Excessive overprovisioning with Event Hub Trigger

Peter-B- commented 4 years ago

Azure Functions on a consumption plan are automatically scaled. This can even lead to overprovisioning, as described in the docs. This means, that there are more Azure Function instances than Event Hub partitions. This is expected behavior.

However, I am experiencing a massive overprovisioning of up to 30 Azure Function Instances for 4 partitions. Those instances try to get a lease on a blob in the assigned storage account, which will fail for 26 of the 30 instances with a timeout.

These failed attempts to get a lease on the blobs causes significant costs for “lrs list and create container operations”, as well as for logged exceptions in Application Insights.

I had a discussion with Shashank from Microsoft Support and he reviewed some internal logs.

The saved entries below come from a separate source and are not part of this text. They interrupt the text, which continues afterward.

use std::collections::{HashMap, HashSet};

use models::{Broker, Direction, Execution, ParseResult, ParseStats, ParsedTrade, Side, ValidationError};
use tracing::{debug, warn};
use utils::{find_duplicate_trades, normalize_instrument, try_parse_number, InstrumentMetadata, Tz};

use crate::fifo::FifoMatcher;
use crate::ImportContext;

/// Raw cells of one fill row, as pulled out by a platform parser.
#[derive(Debug, Clone, Default)]
pub struct FillCells<'r> {
    pub time: Option<&'r str>,
    pub symbol: Option<&'r str>,
    /// Side if the parser could tell; `None` applies the default-direction policy.
    pub side: Option<Side>,
    /// Whatever the side column said, for the warning message.
    pub side_raw: &'r str,
    pub quantity: Option<&'r str>,
    pub price: Option<&'r str>,
    pub commission: Option<&'r str>,
}

/// File-local multipliers (e.g. from a statement's instrument section)
/// layered over the configured provider.
struct LayeredMetadata<'a> {
    overrides: &'a HashMap<String, f64>,
    fallback: &'a dyn InstrumentMetadata,
}

impl InstrumentMetadata for LayeredMetadata<'_> {
    fn multiplier(&self, root: &str) -> Option<f64> {
        self.overrides
            .get(root)
            .copied()
            .or_else(|| self.fallback.multiplier(root))
    }
}

/// Collects rows, fills, trades and row-level issues while a file is parsed.
pub struct ParseSession<'a> {
    broker: Broker,
    ctx: &'a ImportContext,
    trades: Vec<ParsedTrade>,
    executions: Vec<Execution>,
    issues: Vec<ValidationError>,
    multiplier_overrides: HashMap<String, f64>,
    defaulted_roots: HashSet<String>,
    total_rows: usize,
    skipped_rows: usize,
}

impl<'a> ParseSession<'a> {
    pub fn new(broker: Broker, ctx: &'a ImportContext) -> Self {
        Self {
            broker,
            ctx,
            trades: Vec::new(),
            executions: Vec::new(),
            issues: Vec::new(),
            multiplier_overrides: HashMap::new(),
            defaulted_roots: HashSet::new(),
            total_rows: 0,
            skipped_rows: 0,
        }
    }

    pub fn row_seen(&mut self) {
        self.total_rows += 1;
    }

    pub fn skip_row(&mut self) {
        self.skipped_rows += 1;
    }

    pub fn issue(&mut self, issue: ValidationError) {
        self.issues.push(issue);
    }

    /// Records an error for the row and counts it as skipped.
    pub fn reject_row(&mut self, issue: ValidationError) {
        self.issues.push(issue);
        self.skipped_rows += 1;
    }

    pub fn push_trade(&mut self, trade: ParsedTrade) {
        self.trades.push(trade);
    }

    pub fn set_multiplier(&mut self, root: &str, multiplier: f64) {
        if multiplier.is_finite() && multiplier > 0.0 {
            self.multiplier_overrides.insert(normalize_instrument(root), multiplier);
        }
    }

    /// Multiplier for a root symbol, with file-local values first. Warns once
    /// per root when the default is used.
    pub fn multiplier(&mut self, row: usize, root: &str) -> f64 {
        let layered = LayeredMetadata {
            overrides: &self.multiplier_overrides,
            fallback: self.ctx.instruments.as_ref(),
        };
        match layered.multiplier(root) {
            Some(m) => m,
            None => {
                if self.ctx.settings.warn_on_default_multiplier && self.defaulted_roots.insert(root.to_string()) {
                    self.issues.push(ValidationError::warning(
                        row,
                        "instrument",
                        root,
                        format!("No contract multiplier known for {}; P&L is computed in raw price points", root),
                    ));
                }
                utils::DEFAULT_MULTIPLIER
            }
        }
    }

    /// Resolves a direction cell, falling back to the configured default with a warning.
    pub fn resolve_direction(&mut self, row: usize, raw: Option<&str>) -> Direction {
        let raw = raw.unwrap_or("");
        match utils::infer_direction(raw) {
            Some(d) => d,
            None => self.default_direction(row, raw),
        }
    }

    fn default_direction(&mut self, row: usize, raw: &str) -> Direction {
        let fallback = self.ctx.settings.default_direction;
        warn!(
            "{} row {}: side '{}' not recognised, assuming {}",
            self.broker, row, raw, fallback
        );
        self.issues.push(
            ValidationError::warning(
                row,
                "direction",
                raw,
                format!("Could not determine direction; assumed {}", fallback),
            )
            .with_suggestion("Check the side column; systematic defaults can flip P&L signs"),
        );
        fallback
    }

    /// Validates a fill row and queues it for FIFO matching. Returns whether
    /// the row produced a fill.
    pub fn add_fill(&mut self, row: usize, cells: FillCells<'_>, zone: Tz) -> bool {
        let Some(symbol) = cells.symbol.map(str::trim).filter(|s| !s.is_empty()) else {
            self.reject_row(ValidationError::error(row, "instrument", "", "Missing symbol"));
            return false;
        };

        let time_raw = cells.time.unwrap_or("");
        let Some(timestamp) = utils::parse_date(time_raw, zone) else {
            self.reject_row(
                ValidationError::error(row, "date", time_raw, "Fill time could not be parsed")
                    .with_suggestion("Fills without a time cannot be ordered for FIFO matching"),
            );
            return false;
        };

        let quantity = cells.quantity.and_then(try_parse_number).map(f64::abs).unwrap_or(0.0);
        if quantity <= 0.0 {
            self.issue(ValidationError::warning(
                row,
                "quantity",
                cells.quantity.unwrap_or(""),
                "Row has no filled quantity; skipped",
            ));
            self.skip_row();
            return false;
        }

        let price = cells.price.and_then(try_parse_number).unwrap_or(0.0);
        if price <= 0.0 {
            self.issue(ValidationError::warning(
                row,
                "price",
                cells.price.unwrap_or(""),
                "Row has no fill price; skipped",
            ));
            self.skip_row();
            return false;
        }

        let side = match cells.side {
            Some(s) => s,
            None => Side::from(self.default_direction(row, cells.side_raw)),
        };
        let commission = cells.commission.and_then(try_parse_number).map(f64::abs).unwrap_or(0.0);

        self.executions.push(Execution {
            timestamp,
            instrument: normalize_instrument(symbol),
            raw_symbol: symbol.to_string(),
            side,
            price,
            quantity,
            commission,
            source_row: row,
        });
        true
    }

    /// Runs FIFO matching over the collected fills and assembles the result.
    pub fn finish(self) -> ParseResult {
        let Self {
            broker,
            ctx,
            mut trades,
            executions,
            mut issues,
            multiplier_overrides,
            total_rows,
            skipped_rows,
            ..
        } = self;

        if !executions.is_empty() {
            let layered = LayeredMetadata {
                overrides: &multiplier_overrides,
                fallback: ctx.instruments.as_ref(),
            };
            let outcome = FifoMatcher::new(&layered, broker.display_name())
                .warn_on_default_multiplier(ctx.settings.warn_on_default_multiplier)
                .match_executions(executions);
            debug!(
                "{}: FIFO produced {} trades, {} open positions",
                broker,
                outcome.trades.len(),
                outcome.open_positions.len()
            );
            trades.extend(outcome.trades);
            issues.extend(outcome.warnings);
        }

        let duplicates = find_duplicate_trades(&trades);
        for dup in &duplicates {
            let trade = &trades[dup.index];
            let first = &trades[dup.first_index];
            issues.push(ValidationError::warning(
                trade.source_row,
                "trade",
                trade.instrument.clone(),
                format!("Possible duplicate of the trade from row {}", first.source_row),
            ));
        }

        let (errors, warnings): (Vec<_>, Vec<_>) = issues.into_iter().partition(|i| i.is_error());
        let mut result = ParseResult {
            success: true,
            broker,
            trades,
            errors,
            warnings,
            stats: ParseStats {
                total_rows,
                valid_trades: 0,
                skipped_rows,
                duplicates: duplicates.len(),
            },
        };
        refresh_stats(&mut result);
        result
    }
}

/// Adds validation output to a parse result and recomputes `success`/stats.
pub fn attach_validation(result: &mut ParseResult, issues: Vec<ValidationError>) {
    for issue in issues {
        if issue.is_error() {
            result.errors.push(issue);
        } else {
            result.warnings.push(issue);
        }
    }
    refresh_stats(result);
}

pub fn refresh_stats(result: &mut ParseResult) {
    let error_rows: HashSet<usize> = result.rows_with_errors().into_iter().collect();
    result.success = error_rows.is_empty();
    result.stats.valid_trades = result
        .trades
        .iter()
        .filter(|t| !error_rows.contains(&t.source_row))
        .count();
}

#[cfg(test)]
mod tests {
    use super::*;
    use models::{ImportSettings, Severity};

    fn cells<'r>(time: &'r str, symbol: &'r str, side: Option<Side>, qty: &'r str, price: &'r str) -> FillCells<'r> {
        FillCells {
            time: Some(time),
            symbol: Some(symbol),
            side,
            side_raw: "",
            quantity: Some(qty),
            price: Some(price),
            commission: None,
        }
    }

    #[test]
    fn test_add_fill_rejects_and_skips() {
        let ctx = ImportContext::default();
        let mut s = ParseSession::new(Broker::Tradovate, &ctx);
        assert!(!s.add_fill(2, cells("garbage", "ESH4", Some(Side::Buy), "1", "100"), Tz::UTC));
        assert!(!s.add_fill(3, cells("2024-01-02 10:00:00", "", Some(Side::Buy), "1", "100"), Tz::UTC));
        assert!(!s.add_fill(4, cells("2024-01-02 10:00:00", "ESH4", Some(Side::Buy), "0", "100"), Tz::UTC));
        assert!(!s.add_fill(5, cells("2024-01-02 10:00:00", "ESH4", Some(Side::Buy), "1", ""), Tz::UTC));
        let r = s.finish();
        assert_eq!(r.stats.skipped_rows, 4);
        assert_eq!(r.errors.len(), 2);
        assert_eq!(r.warnings.len(), 2);
        assert!(!r.success);
    }

    #[test]
    fn test_default_direction_policy_is_applied_and_flagged() {
        let ctx = ImportContext::new(ImportSettings {
            default_direction: Direction::Short,
            ..ImportSettings::default()
        });
        let mut s = ParseSession::new(Broker::Generic, &ctx);
        assert_eq!(s.resolve_direction(9, Some("???")), Direction::Short);
        assert_eq!(s.resolve_direction(10, Some("Buy")), Direction::Long);
        let r = s.finish();
        assert_eq!(r.warnings.len(), 1);
        assert_eq!(r.warnings[0].field, "direction");
        assert_eq!(r.warnings[0].severity, Severity::Warning);
        assert!(r.success);
    }

    #[test]
    fn test_finish_matches_fills_and_counts_duplicates() {
        let ctx = ImportContext::default();
        let mut s = ParseSession::new(Broker::Rithmic, &ctx);
        for _ in 0..2 {
            s.row_seen();
        }
        assert!(s.add_fill(2, cells("2024-01-02 10:00:00", "ESH4", Some(Side::Buy), "1", "100"), Tz::UTC));
        assert!(s.add_fill(3, cells("2024-01-02 10:05:00", "ESH4", Some(Side::Sell), "1", "102"), Tz::UTC));
        let r = s.finish();
        assert_eq!(r.trades.len(), 1);
        assert_eq!(r.trades[0].pnl, 100.0);
        assert!(r.trades[0].notes.starts_with("Imported from Rithmic"));
        assert_eq!(r.stats.total_rows, 2);
        assert_eq!(r.stats.valid_trades, 1);
        assert_eq!(r.stats.duplicates, 0);
    }

    #[test]
    fn test_file_local_multiplier_wins() {
        let ctx = ImportContext::default();
        let mut s = ParseSession::new(Broker::InteractiveBrokers, &ctx);
        s.set_multiplier("XYZ", 10.0);
        assert_eq!(s.multiplier(1, "XYZ"), 10.0);
        assert_eq!(s.multiplier(1, "ES"), 50.0);
        assert_eq!(s.multiplier(1, "QQQ"), 1.0);
        assert_eq!(s.multiplier(2, "QQQ"), 1.0);
        let r = s.finish();
        assert_eq!(r.warnings.len(), 1);
    }

    #[test]
    fn test_attach_validation_flips_success() {
        let ctx = ImportContext::default();
        let mut s = ParseSession::new(Broker::Generic, &ctx);
        assert!(s.add_fill(2, cells("2024-01-02 10:00:00", "ES", Some(Side::Buy), "1", "100"), Tz::UTC));
        assert!(s.add_fill(3, cells("2024-01-02 10:05:00", "ES", Some(Side::Sell), "1", "101"), Tz::UTC));
        let mut r = s.finish();
        assert!(r.success);
        attach_validation(&mut r, vec![ValidationError::error(2, "size", "0", "bad")]);
        assert!(!r.success);
        assert_eq!(r.stats.valid_trades, 0);
    }
}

There he found that • new instances are created, since messages queue up • instances are removed, since there are more instances than partitions

With this information, I believe that I encounter some issue with the scaling logic here:

https://github.com/Azure/azure-functions-eventhubs-extension/blob/7ccd930e6d2fdde64ded0ec7f540b08627739619/src/Microsoft.Azure.WebJobs.Extensions.EventHubs/Listeners/EventHubsScaleMonitor.cs#L288

Repro steps

Create an IoT Hub with 4 partitions and send messages to it from multiple devices
Create an Azure Function with an Event Hub Trigger Consume messages in batches and add some Task.Delay(), so that batches have more than one message.
Let it run and check the number of “servers online“ in Application Insights.

Expected behavior

Since the IoT Hub has 4 partitions, I would expect to see 1-4 Azure Function instances. I would even expect a mild overprovisioning of maybe 6 instances.

Actual behavior

20 to 30 servers online and a lot of exceptions:

Microsoft.WindowsAzure.Storage.StorageException: Operation could not be completed within the specified time.
   at Microsoft.WindowsAzure.Storage.Core.Executor.Executor.ExecuteAsyncInternal[T](RESTCommand`1 cmd, IRetryPolicy policy, OperationContext operationContext, CancellationToken token)
   at Microsoft.WindowsAzure.Storage.Blob.CloudBlobContainer.ListBlobsSegmentedAsync(String prefix, Boolean useFlatBlobListing, BlobListingDetails blobListingDetails, Nullable`1 maxResults, BlobContinuationToken currentToken, BlobRequestOptions options, OperationContext operationContext, CancellationToken cancellationToken)
   at Microsoft.Azure.EventHubs.Processor.AzureStorageCheckpointLeaseManager.GetAllLeasesAsync()
   at Microsoft.Azure.EventHubs.Processor.PartitionManager.RunLoopAsync(CancellationToken cancellationToken)

Known workarounds

Stop the Azure Function, wait until all instances are killed and restart it. Then the problem is gone for some time (hours to days). I.E. less than 8 instances are created.

Related information

.Net Core 3.1
Azure Function Version: V1
"Microsoft.Azure.WebJobs.Extensions.EventHubs" Version="4.1.1"
"Microsoft.NET.Sdk.Functions" Version="3.0.9"

Peter-B- commented 4 years ago

I got a hint from the support team, that I could try WEBSITE_MAX_DYNAMIC_APPLICATION_SCALE_OUT= 2.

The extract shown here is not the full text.